Problem statement:
In the listing below, find the line that contains "sheet.write((r + 1)" and the line that contains "A typical month". Quote both and every line between them, exactly, and nothing more.

Supplied entries:
--------------------------------
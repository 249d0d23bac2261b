//! Required column lookup on a normalized header row.

use crate::errors::{AppError, AppResult};

pub const COL_TIMESTAMP: &str = "timestamp";
pub const COL_USER: &str = "user";
pub const COL_ACTION: &str = "check-in / check-out";

/// Positions of the three required columns.
#[derive(Debug, Clone, Copy, PartialEq, Eq)]
pub struct ColumnMap {
    pub timestamp: usize,
    pub user: usize,
    pub action: usize,
}

pub fn normalize_header(h: &str) -> String {
    h.trim().trim_start_matches('\u{feff}').trim().to_lowercase()
}

impl ColumnMap {
    /// Match headers case-insensitively after trimming.
    /// The first occurrence wins when a name is repeated.
    pub fn resolve(headers: &[String]) -> AppResult<Self> {
        let normalized: Vec<String> = headers.iter().map(|h| normalize_header(h)).collect();
        let find = |name: &str| normalized.iter().position(|h| h == name);

        let timestamp = find(COL_TIMESTAMP);
        let user = find(COL_USER);
        let action = find(COL_ACTION);

        match (timestamp, user, action) {
            (Some(timestamp), Some(user), Some(action)) => Ok(Self {
                timestamp,
                user,
                action,
            }),
            _ => {
                let missing = [
                    (COL_TIMESTAMP, timestamp),
                    (COL_USER, user),
                    (COL_ACTION, action),
                ]
                .iter()
                .filter(|(_, pos)| pos.is_none())
                .map(|(name, _)| name.to_string())
                .collect();
                Err(AppError::MissingColumns(missing))
            }
        }
    }
}
#![allow(dead_code)]
use assert_cmd::{Command, cargo_bin_cmd};
use chrono::NaiveDateTime;
use rust_xlsxwriter::{ExcelDateTime, Format, Workbook};
use rworkhours::models::{Action, Event};
use std::env;
use std::fs;
use std::path::{Path, PathBuf};

pub fn rwh() -> Command {
    cargo_bin_cmd!("rworkhours")
}

/// Unique, empty directory inside the system temp dir
pub fn temp_dir(name: &str) -> PathBuf {
    let mut path: PathBuf = env::temp_dir();
    path.push(format!("rworkhours_{}", name));
    fs::remove_dir_all(&path).ok();
    fs::create_dir_all(&path).expect("create temp dir");
    path
}

/// Config path that does not exist, so defaults are used
pub fn no_config(dir: &Path) -> String {
    dir.join("missing.conf").to_string_lossy().to_string()
}

pub fn ts(s: &str) -> NaiveDateTime {
    NaiveDateTime::parse_from_str(s, "%Y-%m-%d %H:%M").expect("valid test timestamp")
}

pub fn ev(when: &str, user: &str, action: Action) -> Event {
    Event::new(ts(when), user, action)
}

pub fn check_in(when: &str) -> Event {
    ev(when, "alice", Action::CheckIn)
}

pub fn check_out(when: &str) -> Event {
    ev(when, "alice", Action::CheckOut)
}

pub fn assert_close(actual: f64, expected: f64) {
    assert!(
        (actual - expected).abs() < 1e-9,
        "expected {expected}, got {actual}"
    );
}

pub const HEADERS: [&str; 3] = ["Timestamp", "User", "Check-in / Check-out"];

/// Write a CSV input file; every row is (timestamp, user, action)
pub fn write_csv(dir: &Path, name: &str, headers: &[&str], rows: &[[&str; 3]]) -> PathBuf {
    let path = dir.join(format!("{name}.csv"));
    let mut content = headers.join(",");
    content.push('\n');
    for r in rows {
        content.push_str(&r.join(","));
        content.push('\n');
    }
    fs::write(&path, content).expect("write csv input");
    path
}

/// Write an XLSX input file with text cells
pub fn write_xlsx(dir: &Path, name: &str, headers: &[&str], rows: &[[&str; 3]]) -> PathBuf {
    let path = dir.join(format!("{name}.xlsx"));
    let mut workbook = Workbook::new();
    let sheet = workbook.add_worksheet();

    for (c, h) in headers.iter().enumerate() {
        sheet.write(0, c as u16, *h).expect("write header");
    }
    for (r, row) in rows.iter().enumerate() {
        for (c, v) in row.iter().enumerate() {
            sheet.write((r + 1) as u32, c as u16, *v).expect("write cell");
        }
    }

    workbook.save(&path).expect("save xlsx input");
    path
}

/// Write an XLSX input file whose timestamps are date-formatted numbers,
/// as spreadsheet apps store them
pub fn write_xlsx_datetimes(dir: &Path, name: &str, rows: &[[&str; 3]]) -> PathBuf {
    let path = dir.join(format!("{name}.xlsx"));
    let mut workbook = Workbook::new();
    let sheet = workbook.add_worksheet();
    let date_fmt = Format::new().set_num_format("yyyy-mm-dd hh:mm:ss");

    for (c, h) in HEADERS.iter().enumerate() {
        sheet.write(0, c as u16, *h).expect("write header");
    }
    for (r, [when, user, action]) in rows.iter().enumerate() {
        let row = (r + 1) as u32;
        let dt = ExcelDateTime::parse_from_str(when).expect("valid test timestamp");
        sheet
            .write_datetime_with_format(row, 0, &dt, &date_fmt)
            .expect("write timestamp");
        sheet.write(row, 1, *user).expect("write user");
        sheet.write(row, 2, *action).expect("write action");
    }

    workbook.save(&path).expect("save xlsx input");
    path
}

/// A typical month excerpt for "alice"
pub fn sample_rows() -> Vec<[&'static str; 3]> {
    vec![
        ["2025-03-03 09:00:00", "alice", "check-in"],
        ["2025-03-03 12:00:00", "alice", "check-out"],
        ["2025-03-03 13:00:00", "alice", "Check-In"],
        ["2025-03-03 17:30:00", "alice", " CHECK-OUT "],
        ["2025-03-04 09:00:00", "alice", "check-in"],
        ["2025-03-04 17:00:00", "alice", "check-out"],
    ]
}
use crate::config::Config;
use crate::errors::{AppError, AppResult};
use crate::ui::messages::{info, success, warning};
use std::path::Path;
use std::process::Command;

pub struct ConfigLogic;

impl ConfigLogic {
    pub fn print(cfg: &Config) -> AppResult<()> {
        let yaml = serde_yaml::to_string(cfg).map_err(|e| AppError::Config(e.to_string()))?;
        println!("📄 Current configuration:\n");
        println!("{}", yaml);
        Ok(())
    }

    /// Write the default configuration, unless a file is already there.
    pub fn init(path: &Path, force: bool) -> AppResult<()> {
        if path.exists() && !force {
            warning(format!(
                "Configuration file already exists: {} (use --force to overwrite)",
                path.display()
            ));
            return Ok(());
        }

        Config::default().save(path)?;
        success(format!("Config file: {}", path.display()));
        Ok(())
    }

    pub fn edit(path: &Path, editor: &Option<String>) -> AppResult<()> {
        if !path.exists() {
            info("No configuration file yet, writing defaults first.");
            Config::default().save(path)?;
        }

        let default_editor = std::env::var("EDITOR")
            .or_else(|_| std::env::var("VISUAL"))
            .unwrap_or_else(|_| {
                if cfg!(target_os = "windows") {
                    "notepad".to_string()
                } else {
                    "nano".to_string()
                }
            });

        let ed = editor.clone().unwrap_or(default_editor);

        let status = Command::new(&ed)
            .arg(path)
            .status()
            .map_err(|e| AppError::Config(format!("cannot start editor '{ed}': {e}")))?;

        if !status.success() {
            return Err(AppError::Config(format!("editor '{ed}' exited with {status}")));
        }

        success(format!("Configuration file edited using '{}'", ed));
        Ok(())
    }
}
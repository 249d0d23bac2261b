#[derive(Debug, Clone, PartialEq, Eq)]
pub enum Action {
    CheckIn,
    CheckOut,
    /// Any other text found in the action column; ignored when pairing.
    Other(String),
}

impl Action {
    /// Match the raw cell text, trimmed and case-insensitive.
    pub fn from_cell(s: &str) -> Self {
        let normalized = s.trim().to_lowercase();
        match normalized.as_str() {
            "check-in" => Action::CheckIn,
            "check-out" => Action::CheckOut,
            _ => Action::Other(normalized),
        }
    }

    pub fn is_check_in(&self) -> bool {
        matches!(self, Action::CheckIn)
    }

    pub fn is_check_out(&self) -> bool {
        matches!(self, Action::CheckOut)
    }
}
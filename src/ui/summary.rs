//! Terminal rendering of an aggregation result.

use crate::export::{ReportKind, ReportTable};
use crate::models::{AggregateResult, Balance};
use crate::ui::messages::header;
use crate::utils::colors::{BOLD, RESET, color_for_delta};
use crate::utils::formatting::{hours2readable, hours2str};
use crate::utils::table::{Align, Column, Table};

/// User, totals and the overtime/undertime line.
pub fn print_summary(result: &AggregateResult) {
    header("Summary");
    println!("{BOLD}User:{RESET} {}", result.user);
    println!(
        "{BOLD}Total Hours Worked:{RESET} {} ({})",
        hours2str(result.total_hours, false),
        hours2readable(result.total_hours)
    );
    println!(
        "{BOLD}Expected Monthly Hours:{RESET} {}",
        hours2str(result.expected_hours.unwrap_or(0.0), false)
    );

    let line = balance_line(result.balance());
    let color = color_for_delta(result.delta().unwrap_or(result.total_hours));
    println!("{color}{line}{RESET}");
}

/// Plain text of the balance line, without colors.
pub fn balance_line(balance: Balance) -> String {
    match balance {
        Balance::Overtime(h) => format!("🟢 Overtime: {} hours", hours2str(h, false)),
        Balance::Undertime(h) => format!("🔴 Undertime: {} hours", hours2str(h, false)),
        Balance::Exact => "⚖️  Exactly met expected hours".to_string(),
    }
}

/// Date / Hours Worked table of the daily breakdown.
pub fn print_daily_table(result: &AggregateResult) {
    header("Daily Work Hours");

    if result.daily.is_empty() {
        println!("No completed same-day sessions.");
        return;
    }

    let projected = ReportTable::from_result(ReportKind::Daily, result);
    let headers = projected.headers();

    let mut table = Table::new(vec![
        Column {
            header: headers[0].to_string(),
            align: Align::Left,
        },
        Column {
            header: headers[1].to_string(),
            align: Align::Right,
        },
    ]);

    for row in projected.to_strings() {
        table.add_row(row);
    }

    print!("{}", table.render());
    println!(
        "{BOLD}{} day(s), {} hours{RESET}",
        result.daily.len(),
        hours2str(result.total_hours, false)
    );
}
--------------------------------
Result of the exercise:
            sheet.write((r + 1) as u32, c as u16, *v).expect("write cell");
        }
    }

    workbook.save(&path).expect("save xlsx input");
    path
}

/// Write an XLSX input file whose timestamps are date-formatted numbers,
/// as spreadsheet apps store them
pub fn write_xlsx_datetimes(dir: &Path, name: &str, rows: &[[&str; 3]]) -> PathBuf {
    let path = dir.join(format!("{name}.xlsx"));
    let mut workbook = Workbook::new();
    let sheet = workbook.add_worksheet();
    let date_fmt = Format::new().set_num_format("yyyy-mm-dd hh:mm:ss");

    for (c, h) in HEADERS.iter().enumerate() {
        sheet.write(0, c as u16, *h).expect("write header");
    }
    for (r, [when, user, action]) in rows.iter().enumerate() {
        let row = (r + 1) as u32;
        let dt = ExcelDateTime::parse_from_str(when).expect("valid test timestamp");
        sheet
            .write_datetime_with_format(row, 0, &dt, &date_fmt)
            .expect("write timestamp");
        sheet.write(row, 1, *user).expect("write user");
        sheet.write(row, 2, *action).expect("write action");
    }

    workbook.save(&path).expect("save xlsx input");
    path
}

/// A typical month excerpt for "alice"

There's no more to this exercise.